= Lorrain Republican Union =

The Lorrain Republican Union (Union républicaine lorraine, URL) was a Christian democratic party in Moselle, France during the Third Republic. Founded in 1919, the URL became the dominant party in Moselle during the Interwar era. In Alsace, the Popular Republican Union (UPR) was considered the URL's sister party. The URL was much more conservative than the Popular Democratic Party (PDP), the main Christian democratic party in the rest of France at the time.

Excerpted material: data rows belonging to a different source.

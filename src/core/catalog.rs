//! # Catalog
//!
//! Source of the cards for a swipe session. Either the built-in sample set
//! or a JSON file:
//!
//! ```json
//! {
//!   "restaurants": [{ "id": "pho-house", "name": "Pho House", ... }],
//!   "dishes": [{ "name": "Pho", "restaurant_ref": "pho-house", ... }]
//! }
//! ```
//!
//! The deck consumes `dishes` verbatim, in file order, on every reset.

use std::fs;
use std::path::Path;

use log::info;
use serde::{Deserialize, Serialize};
use thiserror::Error;

use crate::core::item::{Dish, Restaurant};

#[derive(Debug, Error)]
pub enum CatalogError {
    #[error("catalog I/O error: {0}")]
    Io(#[from] std::io::Error),
    #[error("catalog parse error: {0}")]
    Parse(#[from] serde_json::Error),
}

#[derive(Serialize, Deserialize, Clone, Debug, Default, PartialEq)]
pub struct Catalog {
    #[serde(default)]
    pub restaurants: Vec<Restaurant>,
    pub dishes: Vec<Dish>,
}

impl Catalog {
    pub fn restaurant(&self, id: &str) -> Option<&Restaurant> {
        self.restaurants.iter().find(|r| r.id == id)
    }

    /// Restaurant serving `dish`, if the catalog knows it.
    pub fn restaurant_for(&self, dish: &Dish) -> Option<&Restaurant> {
        self.restaurant(&dish.restaurant_ref)
    }

    /// The five built-in dishes, each from its own restaurant.
    pub fn sample() -> Self {
        let dishes = vec![
            Dish::new(
                "Pho",
                "Vietnamese beef noodle soup with herbs",
                14.99,
                "bowl.fill",
                "pho-house",
                &["Gluten-Free Option"],
            ),
            Dish::new(
                "Veggie Burger",
                "Plant-based patty with lettuce, tomato, and special sauce",
                12.99,
                "leaf.fill",
                "green-grill",
                &["Vegetarian", "Vegan Option"],
            ),
            Dish::new(
                "Sushi Roll",
                "Fresh salmon, avocado, and cucumber roll",
                16.99,
                "fish.fill",
                "koi-sushi",
                &["Gluten-Free Option"],
            ),
            Dish::new(
                "Pepperoni Pizza",
                "Classic pepperoni pizza with mozzarella",
                18.99,
                "flame.fill",
                "slice-co",
                &[],
            ),
            Dish::new(
                "Pad Thai",
                "Thai stir-fried noodles with tofu, egg, and peanuts",
                13.99,
                "house.fill",
                "bangkok-kitchen",
                &["Gluten-Free Option", "Vegetarian Option"],
            ),
        ];

        let spots = [
            ("pho-house", "Pho House", "212 Clement St", 37.7830, -122.4630, "Vietnamese", 1, 4.5),
            ("green-grill", "Green Grill", "88 Valencia St", 37.7705, -122.4222, "American", 2, 4.2),
            ("koi-sushi", "Koi Sushi", "1501 Polk St", 37.7900, -122.4205, "Japanese", 3, 4.7),
            ("slice-co", "Slice Co.", "450 Haight St", 37.7722, -122.4310, "Italian", 1, 4.0),
            ("bangkok-kitchen", "Bangkok Kitchen", "930 Irving St", 37.7640, -122.4680, "Thai", 2, 4.4),
        ];

        let restaurants = spots
            .iter()
            .map(|&(id, name, address, latitude, longitude, cuisine, price_range, rating)| Restaurant {
                id: id.to_string(),
                name: name.to_string(),
                address: address.to_string(),
                latitude,
                longitude,
                cuisine_types: vec![cuisine.to_string()],
                price_range,
                rating,
                dishes: dishes
                    .iter()
                    .filter(|d| d.restaurant_ref == id)
                    .map(|d| d.id)
                    .collect(),
            })
            .collect();

        Self { restaurants, dishes }
    }
}

/// Load a catalog from a JSON file.
pub fn load_catalog(path: &Path) -> Result<Catalog, CatalogError> {
    let json = fs::read_to_string(path)?;
    let catalog: Catalog = serde_json::from_str(&json)?;
    info!(
        "Loaded catalog from {} ({} dishes, {} restaurants)",
        path.display(),
        catalog.dishes.len(),
        catalog.restaurants.len()
    );
    Ok(catalog)
}
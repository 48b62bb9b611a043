//! # QR Ingestion
//!
//! Classifies a decoded QR payload. Never fails: anything unrecognised is
//! shown back to the user as-is.
//!
//! ```text
//! "https://example.com"  → OpenUrl
//! "restaurant:42"        → ResolveRestaurant("42")
//! "hello"                → Alert("hello")
//! ```

use url::Url;

pub const RESTAURANT_PREFIX: &str = "restaurant:";

/// Schemes the platform opener handles when none are configured.
pub const DEFAULT_URL_SCHEMES: [&str; 4] = ["http", "https", "mailto", "tel"];

#[derive(Debug, Clone, PartialEq, Eq)]
pub enum QrAction {
    OpenUrl(Url),
    ResolveRestaurant(String),
    Alert(String),
}

/// Classify `code`.
///
/// A code is a URL only if it parses *and* its scheme is in `schemes`, so
/// `restaurant:42` (which parses, with scheme `restaurant`) falls through to
/// the prefix rule.
pub fn classify(code: &str, schemes: &[String]) -> QrAction {
    if let Ok(url) = Url::parse(code)
        && schemes.iter().any(|s| s.eq_ignore_ascii_case(url.scheme()))
    {
        return QrAction::OpenUrl(url);
    }

    if let Some(id) = code.strip_prefix(RESTAURANT_PREFIX) {
        return QrAction::ResolveRestaurant(id.to_string());
    }

    QrAction::Alert(code.to_string())
}

pub fn default_schemes() -> Vec<String> {
    DEFAULT_URL_SCHEMES.iter().map(|s| s.to_string()).collect()
}
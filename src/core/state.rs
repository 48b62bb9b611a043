//! # Application State
//!
//! Core business state for Dish Decider. This module contains domain logic only -
//! no TUI-specific types. Presentation state lives in the `tui` module.
//!
//! ```text
//! App
//! ├── flow: ScreenFlow              // current screen + generation counter
//! ├── session: Session              // members, radius, filters
//! ├── deck: Deck                    // remaining cards + liked list
//! ├── gesture: GestureMapper        // in-progress drag
//! ├── catalog: Catalog              // reloaded into the deck on reset
//! ├── status_message: String        // status bar text
//! ├── alert: Option<String>         // informational modal (QR text)
//! ├── scanner_open: bool            // QR scanner overlay visible
//! ├── last_removal: Option<..>      // direction the last card left
//! ├── origin: (f64, f64)            // distances measured from here
//! └── url_schemes: Vec<String>      // schemes the URL opener accepts
//! ```
//!
//! State changes only happen through `update(state, action)` in action.rs.

use crate::core::catalog::Catalog;
use crate::core::config::{DEFAULT_ORIGIN, ResolvedConfig};
use crate::core::deck::Deck;
use crate::core::flow::{Screen, ScreenFlow};
use crate::core::gesture::{GestureMapper, RemovalTransition};
use crate::core::qr;
use crate::core::session::Session;

pub struct App {
    pub flow: ScreenFlow,
    pub session: Session,
    pub deck: Deck,
    pub gesture: GestureMapper,
    pub catalog: Catalog,
    pub status_message: String,
    /// Informational alert text; `Some` while the modal is shown.
    pub alert: Option<String>,
    pub scanner_open: bool,
    /// Set on every removal so the renderer can animate the card out.
    pub last_removal: Option<RemovalTransition>,
    /// (latitude, longitude) the results screen measures distance from.
    pub origin: (f64, f64),
    pub url_schemes: Vec<String>,
}

impl App {
    pub fn new(catalog: Catalog, session: Session) -> Self {
        Self {
            flow: ScreenFlow::new(),
            session,
            deck: Deck::new(&catalog.dishes),
            gesture: GestureMapper::new(),
            catalog,
            status_message: String::new(),
            alert: None,
            scanner_open: false,
            last_removal: None,
            origin: DEFAULT_ORIGIN,
            url_schemes: qr::default_schemes(),
        }
    }

    pub fn from_config(catalog: Catalog, config: &ResolvedConfig) -> Self {
        Self {
            origin: config.origin,
            url_schemes: config.url_schemes.clone(),
            ..Self::new(catalog, config.session.clone())
        }
    }

    pub fn screen(&self) -> Screen {
        self.flow.current()
    }

    /// Reload the catalog into the deck and clear the liked list.
    pub fn reload_deck(&mut self) {
        self.deck.reset(&self.catalog.dishes);
        self.gesture.reset();
        self.last_removal = None;
    }
}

The URL was founded in 1919 by former Lorrain members of the Catholic Zentrum in Alsace-Lorraine, formed since the mid-1890s and being with 31% of the seats the strongest party in the Landtag of the former Alsace-Lorraine, in order to defend Moselle's judicial specificity. In the 1919 French legislative election the URL won 65% of the votes and all its candidates were elected, including a young Robert Schuman. In 1923, the URL loosely allied itself to the conservative Republican Federation became known as the Republican Democratic Union (URD) in 1929. The URL-URD evolved to become more of an electoral coalition rather than an organized political party, an evolution all too common in France at the time. Despite the independence of its members, the URL maintained a strong base due to the support of the clergy, mayors, industrialists, and the media.

Despite support for the Catholic Church and Lorrain specificity, the URL split ideologically regarding autonomy as the German speaking members favored autonomy while the French speaking wing of the party did not.

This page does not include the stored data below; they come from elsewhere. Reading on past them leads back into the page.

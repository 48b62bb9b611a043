//! # Core Application Logic
//!
//! This module contains Dish Decider's business logic.
//! It knows nothing about any specific UI technology.
//!
//! ```text
//!                    ┌─────────────────────────┐
//!                    │         CORE            │
//!                    │  (this module)          │
//!                    │                         │
//!                    │  • State (app data)     │
//!                    │  • Action (events)      │
//!                    │  • update() (reducer)   │
//!                    │                         │
//!                    │  No UI. No timers.      │
//!                    └───────────┬─────────────┘
//!                                │
//!                                ▼
//!                         ┌────────────┐
//!                         │    TUI     │
//!                         │  Adapter   │
//!                         │ (ratatui)  │
//!                         └────────────┘
//! ```
//!
//! ## Modules
//!
//! - [`state`]: The `App` struct, all application state in one place
//! - [`action`]: The `Action` enum and the `update()` reducer
//! - [`deck`]: Ordered stack of dish cards plus the liked list
//! - [`gesture`]: Drag offset → card transform and swipe decision
//! - [`flow`]: Screen navigation and the auto-advance generation counter
//! - [`session`]: Group members, radius and filter selections
//! - [`qr`]: Classifies scanned QR payloads
//! - [`item`]: `Dish` and `Restaurant` records
//! - [`catalog`]: Sample data and JSON catalog loading
//! - [`config`]: `~/.dish-decider/config.toml` and override resolution

pub mod action;
pub mod catalog;
pub mod config;
pub mod deck;
pub mod flow;
pub mod gesture;
pub mod item;
pub mod qr;
pub mod session;
pub mod state;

The UPL, UPR, and PDP merged in 1946 to the create the Popular Republican Movement (MRP).

==Elections==

The URL won all seats in Moselle in 1919 and 1924, and won 5 out of 9 seats in 1928. The party also had 5 Senators and controlled Moselle's general council.

In the Chamber of Deputies, the URL's parliamentarians sat with various groups from the centre-right and the right before forming, with the Alsatian UPR, the Republicans of the Centre in 1932 and the Independents of Popular Action in 1936.